ASSIGNED TASK: Find the line with "let (tx, rx) = unbounded();" in the records below. Copy it and every line after it, up to and including the line with "pub fn pop(&self)".

(Excerpts from a dataset)
****************************************

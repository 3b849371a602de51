use crossbeam_channel::{unbounded, Receiver, Sender};

use super::planner::FileBatch;

/// FIFO of batches shared by all workers.
///
/// Filled before the workers start; a worker that finds it empty is done.
#[derive(Debug)]
pub struct WorkQueue {
    tx: Sender<FileBatch>,
    rx: Receiver<FileBatch>,
}

impl WorkQueue {
    pub fn new() -> Self {
        let (tx, rx) = unbounded();
        Self { tx, rx }
    }

    pub fn push_all(&self, batches: impl IntoIterator<Item = FileBatch>) {
        for batch in batches {
            // Cannot fail: the queue owns a receiver for as long as it owns the sender
            let _ = self.tx.send(batch);
        }
    }

    /// Takes the next batch without blocking.
    pub fn pop(&self) -> Option<FileBatch> {
        self.rx.try_recv().ok()
    }

    pub fn len(&self) -> usize {
        self.rx.len()
    }

    pub fn is_empty(&self) -> bool {
        self.rx.is_empty()
    }

    /// Drops every queued batch.
    pub fn clear(&self) {
        for _ in self.rx.try_iter() {}
    }
}

impl Default for WorkQueue {
    fn default() -> Self {
        Self::new()
    }
}

#[cfg(test)]
mod tests {
    use super::*;
    use crate::file::FileHandle;
    use std::collections::HashSet;
    use std::sync::Mutex;

    fn batch(name: &str) -> FileBatch {
        FileBatch::new(FileHandle::from_path(name))
    }

    #[test]
    fn test_fifo_order() {
        let queue = WorkQueue::new();
        queue.push_all(vec![batch("/1"), batch("/2"), batch("/3")]);
        assert_eq!(queue.len(), 3);

        let drained: Vec<_> = std::iter::from_fn(|| queue.pop())
            .map(|b| b.primary().full_path().display().to_string())
            .collect();
        assert_eq!(drained, vec!["/1", "/2", "/3"]);
        assert!(queue.pop().is_none());
    }

    #[test]
    fn test_clear() {
        let queue = WorkQueue::new();
        queue.push_all(vec![batch("/1"), batch("/2")]);
        queue.clear();
        assert!(queue.is_empty());
        assert!(queue.pop().is_none());
    }

    #[test]
    fn test_concurrent_pop_takes_each_batch_once() {
        let queue = WorkQueue::new();
        queue.push_all((0..500).map(|i| batch(&format!("/{i}"))));
        let seen = Mutex::new(HashSet::new());

        std::thread::scope(|s| {
            for _ in 0..4 {
                s.spawn(|| {
                    while let Some(b) = queue.pop() {
                        let fresh = seen
                            .lock()
                            .unwrap()
                            .insert(b.primary().full_path().to_path_buf());
                        assert!(fresh);
                    }
                });
            }
        });

        assert_eq!(seen.lock().unwrap().len(), 500);
    }
}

****************************************

TASK SOLUTION:
        let (tx, rx) = unbounded();
        Self { tx, rx }
    }

    pub fn push_all(&self, batches: impl IntoIterator<Item = FileBatch>) {
        for batch in batches {
            // Cannot fail: the queue owns a receiver for as long as it owns the sender
            let _ = self.tx.send(batch);
        }
    }

    /// Takes the next batch without blocking.
    pub fn pop(&self) -> Option<FileBatch> {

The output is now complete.